+++ SOURCE DATA +++
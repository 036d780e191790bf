//! Traits and descriptor model for the host USB transport.
//!
//! The streaming core never talks to the host USB stack directly; it drives
//! these traits. A production implementation wraps the OS primitives, the
//! test suite scripts them.

use crate::{ErrorKind, TransportResult};

/// Transfer type of an endpoint.
#[derive(Debug, Clone, Copy, PartialEq, Eq)]
pub enum TransferType {
    Control,
    Isochronous,
    Bulk,
    Interrupt,
}

/// Direction of an endpoint, seen from the host.
#[derive(Debug, Clone, Copy, PartialEq, Eq)]
pub enum Direction {
    In,
    Out,
}

/// One endpoint within an alternate setting.
#[derive(Debug, Clone)]
pub struct EndpointDescriptor {
    /// bEndpointAddress, direction bit included.
    pub address: u8,
    pub transfer_type: TransferType,
    pub direction: Direction,
    /// Raw wMaxPacketSize field, including the high-bandwidth bits.
    pub max_packet_size: u16,
}

impl EndpointDescriptor {
    /// Base packet size: bits 10..0 of wMaxPacketSize.
    pub fn base_packet_size(&self) -> u32 {
        u32::from(self.max_packet_size) & 0x7FF
    }

    /// Transactions per microframe (1..=3): bits 12..11 of wMaxPacketSize
    /// encode the additional transaction opportunities.
    pub fn transactions_per_microframe(&self) -> u32 {
        ((u32::from(self.max_packet_size) >> 11) & 0x3) + 1
    }

    /// Total bytes per microframe when high-bandwidth is in use.
    pub fn total_bandwidth(&self) -> u32 {
        self.base_packet_size() * self.transactions_per_microframe()
    }

    pub fn is_iso_in(&self) -> bool {
        self.transfer_type == TransferType::Isochronous && self.direction == Direction::In
    }

    pub fn is_bulk_in(&self) -> bool {
        self.transfer_type == TransferType::Bulk && self.direction == Direction::In
    }
}

/// One alternate setting of an interface.
#[derive(Debug, Clone)]
pub struct AlternateSetting {
    /// bAlternateSetting.
    pub alternate: u8,
    pub endpoints: Vec<EndpointDescriptor>,
    /// Class-specific descriptor bytes that followed this setting in the
    /// configuration, concatenated. Parsed by the protocol layer.
    pub extra: Vec<u8>,
}

impl AlternateSetting {
    /// The isochronous IN endpoint of this setting, if any.
    pub fn iso_in_endpoint(&self) -> Option<&EndpointDescriptor> {
        self.endpoints.iter().find(|e| e.is_iso_in())
    }
}

/// One interface with all of its alternate settings.
#[derive(Debug, Clone)]
pub struct InterfaceDescriptor {
    /// bInterfaceNumber.
    pub number: u8,
    pub class_code: u8,
    pub subclass: u8,
    /// Alternate 0 first.
    pub alternates: Vec<AlternateSetting>,
}

impl InterfaceDescriptor {
    pub fn matches(&self, class_code: u8, subclass: u8) -> bool {
        self.class_code == class_code && self.subclass == subclass
    }
}

/// The active configuration of a device, as enumerated by the host.
#[derive(Debug, Clone, Default)]
pub struct DeviceConfiguration {
    pub interfaces: Vec<InterfaceDescriptor>,
}

impl DeviceConfiguration {
    /// First interface matching the given class/subclass pair.
    pub fn find_interface(&self, class_code: u8, subclass: u8) -> Option<&InterfaceDescriptor> {
        self.interfaces
            .iter()
            .find(|i| i.matches(class_code, subclass))
    }

    pub fn interface(&self, number: u8) -> Option<&InterfaceDescriptor> {
        self.interfaces.iter().find(|i| i.number == number)
    }
}

/// Completion status of one isochronous packet.
#[derive(Debug, Clone, Copy, PartialEq, Eq)]
pub enum PacketStatus {
    Ok,
    Failed(ErrorKind),
}

impl PacketStatus {
    pub fn is_ok(self) -> bool {
        self == PacketStatus::Ok
    }
}

/// One isochronous packet descriptor. The transport fills `actual_length`
/// and `status` on completion; payload for packet `i` lives at offset
/// `i * request_length` in the transfer buffer regardless of how much the
/// preceding packets carried.
#[derive(Debug, Clone, Copy)]
pub struct IsoPacket {
    pub request_length: u32,
    pub actual_length: u32,
    pub status: PacketStatus,
}

impl IsoPacket {
    pub fn with_request_length(request_length: u32) -> Self {
        Self {
            request_length,
            actual_length: 0,
            status: PacketStatus::Ok,
        }
    }
}

/// A device handle. Control transfers on the default pipe serialize with
/// streaming submissions on the same device; implementations provide that
/// through interior locking.
pub trait UsbDevice: Send + Sync {
    fn vendor_id(&self) -> u16;
    fn product_id(&self) -> u16;

    /// The active configuration's descriptor tree.
    fn configuration(&self) -> &DeviceConfiguration;

    /// IN control transfer on the default pipe. Returns bytes received.
    fn control_in(
        &self,
        request_type: u8,
        request: u8,
        value: u16,
        index: u16,
        data: &mut [u8],
    ) -> TransportResult<usize>;

    /// OUT control transfer on the default pipe. Returns bytes sent.
    fn control_out(
        &self,
        request_type: u8,
        request: u8,
        value: u16,
        index: u16,
        data: &[u8],
    ) -> TransportResult<usize>;

    /// Opens an isochronous IN endpoint of the currently selected alternate.
    fn open_iso_in(&self, address: u8) -> TransportResult<Box<dyn UsbIsoEndpoint>>;

    /// Opens a bulk IN endpoint.
    fn open_bulk_in(&self, address: u8) -> TransportResult<Box<dyn UsbBulkEndpoint>>;

    /// Best-effort endpoint halt recovery after a stall.
    fn clear_halt(&self, address: u8) -> TransportResult<()>;
}

/// An open isochronous IN endpoint.
pub trait UsbIsoEndpoint: Send {
    /// Submits one transfer covering `packets.len()` packet slots and blocks
    /// until completion. Per-packet results land in `packets`; the return
    /// value is the total bytes received across successful packets. The
    /// transport delivers packets in bus order.
    fn submit(&mut self, buffer: &mut [u8], packets: &mut [IsoPacket]) -> TransportResult<usize>;
}

/// An open bulk IN endpoint.
pub trait UsbBulkEndpoint: Send {
    /// One bulk IN transfer; returns bytes received.
    fn transfer(&mut self, buffer: &mut [u8]) -> TransportResult<usize>;
}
+++
*WHAT TO DO:* Tally the lines above with "endpoints", please; number only.

*FINISHED EXERCISE:* 2